Goods and Services Tax (GST)

Centre and states must strike bargain on GST

Note4Students

From UPSC perspective, the following things are important :

Prelims level: GST

Mains level: Paper 3- Changes needed in GST

Context

After one and a half years of dispute, and with the economy showing signs of recovery, a path forward for the GST finally seems visible. This opportunity needs to be seized to strike the Centre-State bargain.

How GST performed so far

  •  The contributors are many but the critical one has been simply a lack of revenues.
  • Initially, the GST performed well, with collections soaring to Rs 11.8 lakh crore in the first full year of implementation in 2018-19.
  • But in 2019-20, the growth rate decelerated sharply. And in 2020-21, collections actually fell.
  • As future collections became uncertain, a gap opened up between the amount that the Centre felt it could afford to promise and the minimum that the states felt they needed and were entitled to.
  • More recently, however, confidence in GST has improved.
  • Collections have revived, averaging Rs 1.1 lakh crore in the first five months of the current fiscal year, exceeding even pre-pandemic levels.

What explains the weak revenue performance of the GST?

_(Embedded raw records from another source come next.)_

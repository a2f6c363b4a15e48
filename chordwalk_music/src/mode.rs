// Key tables: the chord graph and chord qualities for one mode.
//
// Everything the generators know about harmony lives in a `ModeTables`:
// which chords may follow which, how strongly each chord is discouraged
// (reroll count), how often a chord may repeat itself, the triad tones of
// each chord, and which degrees count as predominant and dominant. Chord
// quality is an explicit per-degree field, so a new mode is a new table and
// never a change to generation code.
//
// This module provides:
// - The built-in major and minor tables
// - JSON loading with up-front validation (fail fast on a bad graph)
// - Roman-numeral naming and harmonic function labels
//
// Consumed by progression.rs (graph walk), melody.rs (chord tones) and
// bassline.rs (thirds and naming).

use crate::degree::ScaleDegree;
use crate::error::ConfigError;
use serde::{Deserialize, Serialize};
use std::collections::BTreeSet;
use std::path::Path;
use std::str::FromStr;

/// Triad quality, which decides how the roman numeral is written.
#[derive(Debug, Clone, Copy, PartialEq, Eq, Serialize, Deserialize)]
pub enum ChordQuality {
    Major,
    Minor,
    Diminished,
    Augmented,
}

impl ChordQuality {
    /// Roman numeral for a chord of this quality rooted on `root`.
    pub fn numeral(self, root: ScaleDegree) -> String {
        const NUMERALS: [&str; 7] = ["I", "II", "III", "IV", "V", "VI", "VII"];
        let upper = NUMERALS[root.index()];
        match self {
            ChordQuality::Major => upper.to_string(),
            ChordQuality::Minor => upper.to_lowercase(),
            ChordQuality::Diminished => format!("{}o", upper.to_lowercase()),
            ChordQuality::Augmented => format!("{upper}+"),
        }
    }
}

/// The two built-in tonalities.
#[derive(Debug, Clone, Copy, PartialEq, Eq, Serialize, Deserialize)]
pub enum Mode {
    Major,
    Minor,
}

impl Mode {
    pub fn tables(self) -> ModeTables {
        match self {
            Mode::Major => ModeTables::major(),
            Mode::Minor => ModeTables::minor(),
        }
    }
}

impl FromStr for Mode {
    type Err = String;

    /// `M` is major and `m` is minor; the full words are accepted too.
    fn from_str(s: &str) -> Result<Self, Self::Err> {
        match s {
            "M" => Ok(Mode::Major),
            "m" => Ok(Mode::Minor),
            _ => match s.to_lowercase().as_str() {
                "major" => Ok(Mode::Major),
                "minor" => Ok(Mode::Minor),
                _ => Err(format!("unknown mode '{s}', expected M or m")),
            },
        }
    }
}

/// Role a chord plays in a cadence.
#[derive(Debug, Clone, Copy, PartialEq, Eq, Serialize, Deserialize)]
pub enum HarmonicFunction {
    Tonic,
    Predominant,
    Dominant,
    Other,
}

/// Per-degree row of the chord graph.
#[derive(Debug, Clone, Serialize, Deserialize)]
pub struct ChordEntry {
    pub quality: ChordQuality,
    /// Chords allowed to come next.
    pub follows: Vec<ScaleDegree>,
    /// Extra draws this chord must survive when picked; higher is rarer.
    pub reroll: u32,
    /// Percent chance that a repeat of this chord is kept.
    pub dupe_percent: u8,
    /// Root, third and fifth.
    pub tones: [ScaleDegree; 3],
}

/// Chord graph and qualities for one mode.
///
/// Construct with `major()`, `minor()`, `new()`, `from_json()` or any serde
/// deserializer; all but the presets validate, and the presets are covered by
/// tests. Accessors index by degree and rely on the seven-entry shape checked
/// by `validate()`.
#[derive(Debug, Clone, Serialize, Deserialize)]
#[serde(try_from = "RawModeTables")]
pub struct ModeTables {
    name: String,
    chords: Vec<ChordEntry>,
    predominants: Vec<ScaleDegree>,
    dominants: Vec<ScaleDegree>,
}

/// Wire shape of `ModeTables` before validation.
#[derive(Deserialize)]
struct RawModeTables {
    name: String,
    chords: Vec<ChordEntry>,
    predominants: Vec<ScaleDegree>,
    dominants: Vec<ScaleDegree>,
}

impl TryFrom<RawModeTables> for ModeTables {
    type Error = ConfigError;

    fn try_from(raw: RawModeTables) -> Result<Self, Self::Error> {
        ModeTables::new(raw.name, raw.chords, raw.predominants, raw.dominants)
    }
}

impl ModeTables {
    pub fn new(
        name: impl Into<String>,
        chords: Vec<ChordEntry>,
        predominants: Vec<ScaleDegree>,
        dominants: Vec<ScaleDegree>,
    ) -> Result<Self, ConfigError> {
        let tables = ModeTables {
            name: name.into(),
            chords,
            predominants,
            dominants,
        };
        tables.validate()?;
        Ok(tables)
    }

    pub fn major() -> Self {
        use ChordQuality::*;
        Self::common_practice(
            "major",
            [Major, Minor, Minor, Major, Major, Minor, Diminished],
        )
    }

    pub fn minor() -> Self {
        use ChordQuality::*;
        Self::common_practice(
            "minor",
            [Minor, Diminished, Major, Minor, Major, Minor, Diminished],
        )
    }

    /// The shared chord graph behind both presets, with per-mode qualities.
    fn common_practice(name: &str, qualities: [ChordQuality; 7]) -> Self {
        let follows: [&[i32]; 7] = [
            &[1, 2, 3, 4, 5, 6, 7],
            &[2, 4, 5, 7],
            &[2, 3, 4],
            &[2, 4, 5, 7],
            &[1, 6],
            &[1, 2, 3, 4, 5, 6, 7],
            &[1, 5, 6, 7],
        ];
        // Generally prefer movement over a static bassline.
        let reroll = [0, 1, 2, 0, 0, 1, 2];
        let dupe_percent = [25, 5, 1, 15, 5, 10, 1];

        let chords = ScaleDegree::ALL
            .iter()
            .map(|&root| {
                let i = root.index();
                ChordEntry {
                    quality: qualities[i],
                    follows: follows[i].iter().map(|&n| ScaleDegree::wrapping(n)).collect(),
                    reroll: reroll[i],
                    dupe_percent: dupe_percent[i],
                    tones: [root, root.above(2), root.above(4)],
                }
            })
            .collect();

        ModeTables {
            name: name.to_string(),
            chords,
            predominants: vec![ScaleDegree::wrapping(2), ScaleDegree::wrapping(4)],
            dominants: vec![ScaleDegree::wrapping(5), ScaleDegree::wrapping(7)],
        }
    }

    /// Parse and validate tables from JSON text.
    /// Validation failures keep their own `ConfigError` variant rather than
    /// surfacing as a parse error.
    pub fn from_json(json: &str) -> Result<Self, ConfigError> {
        let raw: RawModeTables = serde_json::from_str(json)?;
        ModeTables::try_from(raw)
    }

    /// Load and validate tables from a JSON file.
    pub fn load(path: &Path) -> Result<Self, ConfigError> {
        let data = std::fs::read_to_string(path)?;
        Self::from_json(&data)
    }

    /// Check that the graph can only ever produce valid degrees and that a
    /// walk from the tonic can always still reach a cadence.
    pub fn validate(&self) -> Result<(), ConfigError> {
        if self.chords.len() != 7 {
            return Err(ConfigError::WrongChordCount {
                expected: 7,
                found: self.chords.len(),
            });
        }
        for (root, entry) in ScaleDegree::ALL.iter().zip(&self.chords) {
            let degree = root.value();
            if entry.follows.is_empty() {
                return Err(ConfigError::NoSuccessors { degree });
            }
            if entry.dupe_percent > 100 {
                return Err(ConfigError::DupeProbability {
                    degree,
                    percent: entry.dupe_percent,
                });
            }
            if entry.tones[0] != *root {
                return Err(ConfigError::ToneRoot {
                    degree,
                    found: entry.tones[0].value(),
                });
            }
            let [r, t, f] = entry.tones;
            if r == t || t == f || r == f {
                return Err(ConfigError::RepeatedTone { degree });
            }
        }
        if self.dominants.is_empty() {
            return Err(ConfigError::NoDominants);
        }

        // Every chord the walk can visit must still have a path to a dominant,
        // otherwise progression generation could never stop.
        for degree in self.reachable_from(ScaleDegree::TONIC) {
            let ahead = self.reachable_from(degree);
            if !ahead.iter().any(|d| self.is_dominant(*d)) && !self.is_dominant(degree) {
                return Err(ConfigError::UnreachableDominant {
                    degree: degree.value(),
                });
            }
        }
        Ok(())
    }

    /// Degrees reachable in one or more moves from `start`.
    fn reachable_from(&self, start: ScaleDegree) -> BTreeSet<ScaleDegree> {
        let mut seen = BTreeSet::new();
        let mut frontier = vec![start];
        while let Some(degree) = frontier.pop() {
            for &next in &self.chords[degree.index()].follows {
                if seen.insert(next) {
                    frontier.push(next);
                }
            }
        }
        seen
    }

    pub fn name(&self) -> &str {
        &self.name
    }

    pub fn entry(&self, chord: ScaleDegree) -> &ChordEntry {
        &self.chords[chord.index()]
    }

    pub fn follows(&self, chord: ScaleDegree) -> &[ScaleDegree] {
        &self.entry(chord).follows
    }

    pub fn reroll_count(&self, chord: ScaleDegree) -> u32 {
        self.entry(chord).reroll
    }

    pub fn dupe_percent(&self, chord: ScaleDegree) -> u8 {
        self.entry(chord).dupe_percent
    }

    pub fn chord_tones(&self, chord: ScaleDegree) -> [ScaleDegree; 3] {
        self.entry(chord).tones
    }

    pub fn third_of(&self, chord: ScaleDegree) -> ScaleDegree {
        self.entry(chord).tones[1]
    }

    pub fn quality(&self, chord: ScaleDegree) -> ChordQuality {
        self.entry(chord).quality
    }

    pub fn is_dominant(&self, chord: ScaleDegree) -> bool {
        self.dominants.contains(&chord)
    }

    pub fn function_of(&self, chord: ScaleDegree) -> HarmonicFunction {
        if chord == ScaleDegree::TONIC {
            HarmonicFunction::Tonic
        } else if self.dominants.contains(&chord) {
            HarmonicFunction::Dominant
        } else if self.predominants.contains(&chord) {
            HarmonicFunction::Predominant
        } else {
            HarmonicFunction::Other
        }
    }

    /// Roman numeral in root position, e.g. `ii` or `viio`.
    pub fn numeral(&self, chord: ScaleDegree) -> String {
        self.quality(chord).numeral(chord)
    }
}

  • Slowing economy: The GST’s past performance now seems much better than it once did.
  • We now know that after 2018-19, nominal GDP growth slowed from 10.5 per cent in 2018-19 to 7.8 per cent the next year and -3 per cent in 2020-21.
  • Effective rate cuts: The RBI has pointed out, the effective tax rate has fallen by nearly 3 percentage points because of rate cutting in 2019, in which both the Centre and states were complicit.
  • Thus the weak revenue performance of the GST now seems attributable to wider economic difficulties and policy actions, rather than problems with the tax itself.

Necessary changes: Opportunity for striking bargain for Centre and States

1) Principle of compensation must be re-cast: Create revenue buffer

  • As the GST was a new tax, so states were guaranteed against the teething troubles that would inevitably arise for the next five years.
  • Five years on, this logic is less compelling.
  • The GST as tax reform has reached maturity, well understood by producers, consumers, and tax officials.
  • At the same time, the last few years have exposed the vulnerability of the states to shocks such as Covid-19 pandemic.
  • Way forward: To prevent this situation from recurring, the authorities should create a revenue buffer that could be tapped in a time of need.
  • In sum, there is a bargain waiting to be struck: The states give up their demand for an extension of the compensation mechanism, while the Centre offers a new counter-cyclical buffer.
  • As the figure shows, in good economic times, GST revenues will be robust but it is against downturns that states need protection.
  • The shift to revenue insurance, in turn, should allow the compensation cess to be abolished. 

2) The GST structure needs to be simplified and rationalised

  • The GST structure needs to be simplified and rationalised, as recommended by the Fifteenth Finance Commission and the Revenue Neutral Rate report.
  • New rate structure: A new structure should have one low rate (between 8 and 10 per cent), one standard rate (between 16 and 18 per cent) and one rate for all demerit goods.
  • The single rate on demerit goods also requires eliminating the cesses with all their complexity.

3) The GST Council’s working needs changes

  • Consensus-based decision making in GST Council can be sustained only if there is a shared sense of participatory and inclusive governance. 
  • Nearly two decades ago, when the VAT was being introduced, Yashwant Sinha established a culture of consensual discussions on indirect taxes.
  • He did this by requiring the Empowered Committee of State Finance Ministers to be headed by a finance minister from an Opposition-run state government.
  • The spirit of this idea could be translated to the GST Council.

Consider the question “Inherent importance of GST and its significance for the cooperative federalism underline the necessity for the Centre and the States to strike the win-win bargain. In light of this, examine the issues with the GST and suggest the way forward to deal with these issuef.”

Conclusion

Cooperative federalism is not a gesture or one-off outcome. It is, above all, a disposition, resulting from quotidian democratic practice. By rehabilitating cooperative federalism’s finest achievement — the GST — the Centre and states can help restore India’s broader economic prospects.